** Activity **
Your task is to repeat exactly the lines below between the line holding "use rand::Rng;" and the line holding "pub fn total_len(&self)", inclusive, and only those.

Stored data
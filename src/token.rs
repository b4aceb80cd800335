//! Security tokens (prompt canaries).
//!
//! A token is issued once per analysis batch and repeated throughout the
//! prompt. It is drawn from the operating system CSPRNG so it cannot be
//! guessed by text embedded in a job posting.
//!
//! ```text
//! JOBSEC_TK_ 7fQ2mZp0...  (prefix + 32 random alphanumerics = 42 chars)
//! ```

use std::collections::HashSet;

use rand::distributions::Alphanumeric;
use rand::rngs::OsRng;
use rand::Rng;
use serde::{Deserialize, Serialize};
use thiserror::Error;

use crate::error::{GatewayError, Result};

/// Default token prefix (10 characters)
pub const DEFAULT_TOKEN_PREFIX: &str = "JOBSEC_TK_";

/// Default number of random characters
pub const DEFAULT_RANDOM_LEN: usize = 32;

/// Default minimum number of distinct characters in the random portion
pub const DEFAULT_MIN_DISTINCT: usize = 15;

/// Floor for the random portion length
pub const MIN_RANDOM_LEN: usize = 32;

/// Size of the alphanumeric alphabet
const ALPHABET_SIZE: usize = 62;

/// Token shape policy
#[derive(Debug, Clone, PartialEq, Eq, Serialize, Deserialize)]
#[serde(default)]
pub struct TokenPolicy {
    /// Fixed prefix
    pub prefix: String,
    /// Number of random alphanumeric characters
    pub random_len: usize,
    /// Minimum distinct characters in the random portion
    pub min_distinct: usize,
}

impl Default for TokenPolicy {
    fn default() -> Self {
        Self {
            prefix: DEFAULT_TOKEN_PREFIX.to_string(),
            random_len: DEFAULT_RANDOM_LEN,
            min_distinct: DEFAULT_MIN_DISTINCT,
        }
    }
}

impl TokenPolicy {
    /// Total token length
    pub fn total_len(&self) -> usize {
        self.prefix.len() + self.random_len
    }

    /// Reject policies that would weaken or stall token generation.
    ///
    /// `min_distinct` is capped at half the random length (and half the
    /// alphabet) so rejection sampling terminates quickly.
    pub fn validate(&self) -> Result<()> {
        if self.prefix.is_empty() {
            return Err(GatewayError::Config("token prefix must not be empty".into()));
        }
        if !self
            .prefix
            .chars()
            .all(|c| c.is_ascii_alphanumeric() || c == '_' || c == '-')
        {
            return Err(GatewayError::Config(format!(
                "token prefix '{}' must be ASCII alphanumeric, '_' or '-'",
                self.prefix
            )));
        }
        if self.random_len < MIN_RANDOM_LEN {
            return Err(GatewayError::Config(format!(
                "token random length {} is below the minimum of {MIN_RANDOM_LEN}",
                self.random_len
            )));
        }
        let max_distinct = (self.random_len / 2).min(ALPHABET_SIZE / 2);
        if self.min_distinct > max_distinct {
            return Err(GatewayError::Config(format!(
                "token min_distinct {} exceeds the maximum of {max_distinct}",
                self.min_distinct
            )));
        }
        Ok(())
    }
}

/// Why a string is not a valid token under a policy
#[derive(Error, Debug, Clone, PartialEq, Eq)]
pub enum TokenDefect {
    /// Prefix missing or different
    #[error("token does not start with the expected prefix")]
    Prefix,

    /// Wrong length
    #[error("token length {actual} (expected {expected})")]
    Length {
        /// Expected total length
        expected: usize,
        /// Actual total length
        actual: usize,
    },

    /// Random portion contains a non-alphanumeric character
    #[error("token contains non-alphanumeric characters")]
    Alphabet,

    /// Random portion is too repetitive
    #[error("token has {distinct} distinct characters (need {required})")]
    Entropy {
        /// Distinct characters found
        distinct: usize,
        /// Minimum required
        required: usize,
    },
}

/// A per-batch security token
#[derive(Debug, Clone, PartialEq, Eq, Hash, Serialize, Deserialize)]
#[serde(transparent)]
pub struct SecurityToken(String);

impl SecurityToken {
    /// Wrap an existing token string after checking it against `policy`
    pub fn parse(value: impl Into<String>, policy: &TokenPolicy) -> std::result::Result<Self, TokenDefect> {
        let token = Self(value.into());
        token.verify(policy)?;
        Ok(token)
    }

    /// Token text
    pub fn as_str(&self) -> &str {
        &self.0
    }

    /// Check prefix, length, alphabet and entropy
    pub fn verify(&self, policy: &TokenPolicy) -> std::result::Result<(), TokenDefect> {
        let random = self.0.strip_prefix(&policy.prefix).ok_or(TokenDefect::Prefix)?;

        if self.0.len() != policy.total_len() {
            return Err(TokenDefect::Length {
                expected: policy.total_len(),
                actual: self.0.len(),
            });
        }
        if !random.chars().all(|c| c.is_ascii_alphanumeric()) {
            return Err(TokenDefect::Alphabet);
        }
        let distinct = distinct_chars(random);
        if distinct < policy.min_distinct {
            return Err(TokenDefect::Entropy {
                distinct,
                required: policy.min_distinct,
            });
        }
        Ok(())
    }

    /// Non-overlapping occurrences of this token in `text`
    pub fn count_in(&self, text: &str) -> usize {
        text.matches(self.as_str()).count()
    }
}

impl std::fmt::Display for SecurityToken {
    fn fmt(&self, f: &mut std::fmt::Formatter<'_>) -> std::fmt::Result {
        f.write_str(&self.0)
    }
}

impl AsRef<str> for SecurityToken {
    fn as_ref(&self) -> &str {
        &self.0
    }
}

fn distinct_chars(s: &str) -> usize {
    s.chars().collect::<HashSet<_>>().len()
}

/// Issues security tokens from the system CSPRNG
#[derive(Debug, Clone, Default)]
pub struct TokenIssuer {
    policy: TokenPolicy,
}

impl TokenIssuer {
    /// Create an issuer after validating `policy`
    pub fn new(policy: TokenPolicy) -> Result<Self> {
        policy.validate()?;
        Ok(Self { policy })
    }

    /// Policy in use
    pub fn policy(&self) -> &TokenPolicy {
        &self.policy
    }

    /// Issue a fresh token.
    ///
    /// Draws are rejected until the random portion meets the distinct
    /// character floor; with a validated policy that is almost always the
    /// first draw.
    pub fn issue(&self) -> SecurityToken {
        loop {
            let random: String = OsRng
                .sample_iter(&Alphanumeric)
                .take(self.policy.random_len)
                .map(char::from)
                .collect();

            if distinct_chars(&random) >= self.policy.min_distinct {
                tracing::trace!(len = self.policy.total_len(), "issued security token");
                return SecurityToken(format!("{}{random}", self.policy.prefix));
            }
        }
    }
}

#[cfg(test)]
mod tests {
    use super::*;

    #[test]
    fn test_default_shape() {
        let token = TokenIssuer::default().issue();
        assert_eq!(token.as_str().len(), 42);
        assert!(token.as_str().starts_with(DEFAULT_TOKEN_PREFIX));
        assert!(token.verify(&TokenPolicy::default()).is_ok());
    }

    #[test]
    fn test_thousand_tokens_unique() {
        let issuer = TokenIssuer::default();
        let tokens: HashSet<SecurityToken> = (0..1000).map(|_| issuer.issue()).collect();
        assert_eq!(tokens.len(), 1000);
    }

    #[test]
    fn test_custom_policy() {
        let policy = TokenPolicy {
            prefix: "ACME-".to_string(),
            random_len: 48,
            min_distinct: 20,
        };
        let issuer = TokenIssuer::new(policy.clone()).unwrap();
        let token = issuer.issue();
        assert_eq!(token.as_str().len(), 53);
        assert!(token.verify(&policy).is_ok());
    }

    #[test]
    fn test_policy_rejects_short_random() {
        let policy = TokenPolicy {
            random_len: 16,
            ..Default::default()
        };
        assert!(TokenIssuer::new(policy).is_err());
    }

    #[test]
    fn test_policy_rejects_unreachable_entropy() {
        let policy = TokenPolicy {
            min_distinct: 40,
            ..Default::default()
        };
        assert!(policy.validate().is_err());
    }

    #[test]
    fn test_policy_rejects_bad_prefix() {
        let policy = TokenPolicy {
            prefix: "bad prefix ".to_string(),
            ..Default::default()
        };
        assert!(policy.validate().is_err());
    }

    #[test]
    fn test_verify_defects() {
        let policy = TokenPolicy::default();

        assert_eq!(
            SecurityToken::parse("WRONG_PRE_abcdefghijklmnopqrstuvwxyz012345", &policy),
            Err(TokenDefect::Prefix)
        );
        assert!(matches!(
            SecurityToken::parse("JOBSEC_TK_abc", &policy),
            Err(TokenDefect::Length { expected: 42, actual: 13 })
        ));
        assert_eq!(
            SecurityToken::parse(format!("JOBSEC_TK_{}", "a".repeat(32)), &policy),
            Err(TokenDefect::Entropy { distinct: 1, required: 15 })
        );
        assert_eq!(
            SecurityToken::parse(format!("JOBSEC_TK_{}!", "abcdefghijklmnopqrstuvwxyz01234"), &policy),
            Err(TokenDefect::Alphabet)
        );
    }

    #[test]
    fn test_count_in() {
        let token = TokenIssuer::default().issue();
        let text = format!("{token} middle {token} end {token}");
        assert_eq!(token.count_in(&text), 3);
        assert_eq!(token.count_in("nothing here"), 0);
    }
}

** Response to this task **
use rand::Rng;
use serde::{Deserialize, Serialize};
use thiserror::Error;

use crate::error::{GatewayError, Result};

/// Default token prefix (10 characters)
pub const DEFAULT_TOKEN_PREFIX: &str = "JOBSEC_TK_";

/// Default number of random characters
pub const DEFAULT_RANDOM_LEN: usize = 32;

/// Default minimum number of distinct characters in the random portion
pub const DEFAULT_MIN_DISTINCT: usize = 15;

/// Floor for the random portion length
pub const MIN_RANDOM_LEN: usize = 32;

/// Size of the alphanumeric alphabet
const ALPHABET_SIZE: usize = 62;

/// Token shape policy
#[derive(Debug, Clone, PartialEq, Eq, Serialize, Deserialize)]
#[serde(default)]
pub struct TokenPolicy {
    /// Fixed prefix
    pub prefix: String,
    /// Number of random alphanumeric characters
    pub random_len: usize,
    /// Minimum distinct characters in the random portion
    pub min_distinct: usize,
}

impl Default for TokenPolicy {
    fn default() -> Self {
        Self {
            prefix: DEFAULT_TOKEN_PREFIX.to_string(),
            random_len: DEFAULT_RANDOM_LEN,
            min_distinct: DEFAULT_MIN_DISTINCT,
        }
    }
}

impl TokenPolicy {
    /// Total token length
    pub fn total_len(&self) -> usize {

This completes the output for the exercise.